(Beginning of PROVIDED ENTRIES)
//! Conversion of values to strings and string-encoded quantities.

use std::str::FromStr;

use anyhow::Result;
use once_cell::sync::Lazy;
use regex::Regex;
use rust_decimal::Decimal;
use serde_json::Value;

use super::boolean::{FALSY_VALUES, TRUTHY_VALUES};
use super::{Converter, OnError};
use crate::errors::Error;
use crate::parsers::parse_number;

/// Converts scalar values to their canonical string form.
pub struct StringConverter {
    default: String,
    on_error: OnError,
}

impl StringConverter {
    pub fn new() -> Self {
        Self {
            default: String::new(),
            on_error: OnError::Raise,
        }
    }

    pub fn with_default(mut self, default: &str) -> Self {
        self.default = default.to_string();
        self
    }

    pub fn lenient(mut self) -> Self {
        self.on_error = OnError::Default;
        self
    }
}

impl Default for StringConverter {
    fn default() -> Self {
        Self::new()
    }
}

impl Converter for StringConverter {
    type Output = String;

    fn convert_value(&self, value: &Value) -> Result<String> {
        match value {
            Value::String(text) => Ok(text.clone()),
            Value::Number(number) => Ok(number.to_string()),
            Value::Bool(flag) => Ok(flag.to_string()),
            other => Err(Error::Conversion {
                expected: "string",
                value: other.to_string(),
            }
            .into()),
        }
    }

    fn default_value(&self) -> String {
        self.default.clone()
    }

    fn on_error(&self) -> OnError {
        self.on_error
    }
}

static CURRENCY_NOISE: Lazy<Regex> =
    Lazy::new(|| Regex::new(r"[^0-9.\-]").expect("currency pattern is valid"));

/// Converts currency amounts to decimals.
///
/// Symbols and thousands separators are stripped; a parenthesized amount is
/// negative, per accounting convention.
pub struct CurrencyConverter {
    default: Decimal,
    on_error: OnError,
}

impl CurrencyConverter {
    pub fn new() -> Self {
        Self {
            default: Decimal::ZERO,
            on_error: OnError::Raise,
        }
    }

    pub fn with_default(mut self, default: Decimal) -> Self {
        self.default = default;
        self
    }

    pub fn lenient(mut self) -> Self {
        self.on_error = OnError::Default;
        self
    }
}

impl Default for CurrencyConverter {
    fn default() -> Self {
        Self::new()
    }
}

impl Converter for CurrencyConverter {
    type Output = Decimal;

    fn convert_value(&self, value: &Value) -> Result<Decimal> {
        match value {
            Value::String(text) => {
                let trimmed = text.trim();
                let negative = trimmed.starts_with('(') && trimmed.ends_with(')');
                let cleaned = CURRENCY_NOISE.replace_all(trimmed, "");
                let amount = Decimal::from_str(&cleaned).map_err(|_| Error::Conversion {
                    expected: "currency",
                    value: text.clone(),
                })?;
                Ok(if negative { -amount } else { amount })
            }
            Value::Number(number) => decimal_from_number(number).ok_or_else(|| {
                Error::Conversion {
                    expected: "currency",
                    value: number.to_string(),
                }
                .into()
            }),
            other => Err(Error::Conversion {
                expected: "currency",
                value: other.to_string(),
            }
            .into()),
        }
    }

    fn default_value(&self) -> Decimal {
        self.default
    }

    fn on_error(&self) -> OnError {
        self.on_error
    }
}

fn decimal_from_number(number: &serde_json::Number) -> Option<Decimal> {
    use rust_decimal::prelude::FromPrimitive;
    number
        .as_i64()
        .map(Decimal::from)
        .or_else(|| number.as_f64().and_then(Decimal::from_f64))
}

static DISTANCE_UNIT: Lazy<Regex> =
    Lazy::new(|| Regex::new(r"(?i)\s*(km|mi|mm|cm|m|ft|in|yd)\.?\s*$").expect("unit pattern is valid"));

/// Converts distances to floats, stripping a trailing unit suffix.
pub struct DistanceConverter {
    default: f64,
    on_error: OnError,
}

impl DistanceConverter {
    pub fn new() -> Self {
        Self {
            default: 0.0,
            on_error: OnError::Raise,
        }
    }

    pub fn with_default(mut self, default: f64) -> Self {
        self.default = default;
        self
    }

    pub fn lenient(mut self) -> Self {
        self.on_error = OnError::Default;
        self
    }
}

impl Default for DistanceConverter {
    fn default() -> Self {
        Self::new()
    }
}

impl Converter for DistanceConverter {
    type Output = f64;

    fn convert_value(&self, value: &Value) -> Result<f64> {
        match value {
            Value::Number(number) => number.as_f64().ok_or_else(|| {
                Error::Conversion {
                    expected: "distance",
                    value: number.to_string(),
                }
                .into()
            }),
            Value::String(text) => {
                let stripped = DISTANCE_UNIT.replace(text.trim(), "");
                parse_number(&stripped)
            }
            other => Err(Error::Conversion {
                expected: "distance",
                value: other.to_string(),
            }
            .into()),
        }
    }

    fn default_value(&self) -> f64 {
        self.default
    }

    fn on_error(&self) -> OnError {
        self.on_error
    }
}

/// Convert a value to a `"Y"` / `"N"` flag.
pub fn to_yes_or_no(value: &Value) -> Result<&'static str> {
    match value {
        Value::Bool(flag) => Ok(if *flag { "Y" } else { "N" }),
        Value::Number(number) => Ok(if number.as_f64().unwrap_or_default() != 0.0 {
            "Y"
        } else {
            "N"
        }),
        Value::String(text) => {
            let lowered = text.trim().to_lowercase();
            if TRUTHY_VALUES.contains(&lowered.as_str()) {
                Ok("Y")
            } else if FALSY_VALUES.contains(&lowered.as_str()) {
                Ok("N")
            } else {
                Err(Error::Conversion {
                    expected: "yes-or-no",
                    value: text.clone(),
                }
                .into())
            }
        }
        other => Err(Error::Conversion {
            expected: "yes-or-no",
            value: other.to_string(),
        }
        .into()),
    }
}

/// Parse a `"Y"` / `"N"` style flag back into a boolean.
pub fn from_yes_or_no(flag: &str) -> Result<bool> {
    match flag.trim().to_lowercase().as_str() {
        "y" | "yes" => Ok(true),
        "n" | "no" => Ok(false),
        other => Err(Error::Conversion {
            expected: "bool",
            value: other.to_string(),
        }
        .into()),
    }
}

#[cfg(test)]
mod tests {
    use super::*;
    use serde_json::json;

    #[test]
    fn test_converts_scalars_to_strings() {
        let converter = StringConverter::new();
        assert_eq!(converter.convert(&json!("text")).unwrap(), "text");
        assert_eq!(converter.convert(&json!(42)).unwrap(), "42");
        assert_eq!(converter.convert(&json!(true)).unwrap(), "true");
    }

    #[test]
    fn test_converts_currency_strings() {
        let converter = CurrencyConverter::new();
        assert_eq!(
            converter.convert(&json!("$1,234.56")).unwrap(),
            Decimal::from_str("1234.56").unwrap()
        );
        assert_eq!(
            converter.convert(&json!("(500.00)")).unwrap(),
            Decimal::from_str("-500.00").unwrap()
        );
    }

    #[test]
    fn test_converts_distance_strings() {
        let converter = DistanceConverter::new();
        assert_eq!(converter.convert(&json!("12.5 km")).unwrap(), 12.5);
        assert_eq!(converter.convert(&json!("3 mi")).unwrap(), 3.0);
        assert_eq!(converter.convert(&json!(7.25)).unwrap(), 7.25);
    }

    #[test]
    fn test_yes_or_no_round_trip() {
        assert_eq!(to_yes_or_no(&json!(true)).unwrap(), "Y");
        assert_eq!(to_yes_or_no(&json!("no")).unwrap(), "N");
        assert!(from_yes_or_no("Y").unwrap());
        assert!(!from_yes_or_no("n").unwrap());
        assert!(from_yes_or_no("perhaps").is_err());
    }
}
(End of PROVIDED ENTRIES)
▶ [EXERCISE]: Go through the listing above and locate each line that holds the word "struct". Copy those lines.

▶ [WORKED SOLUTION]:
pub struct StringConverter {
pub struct CurrencyConverter {
pub struct DistanceConverter {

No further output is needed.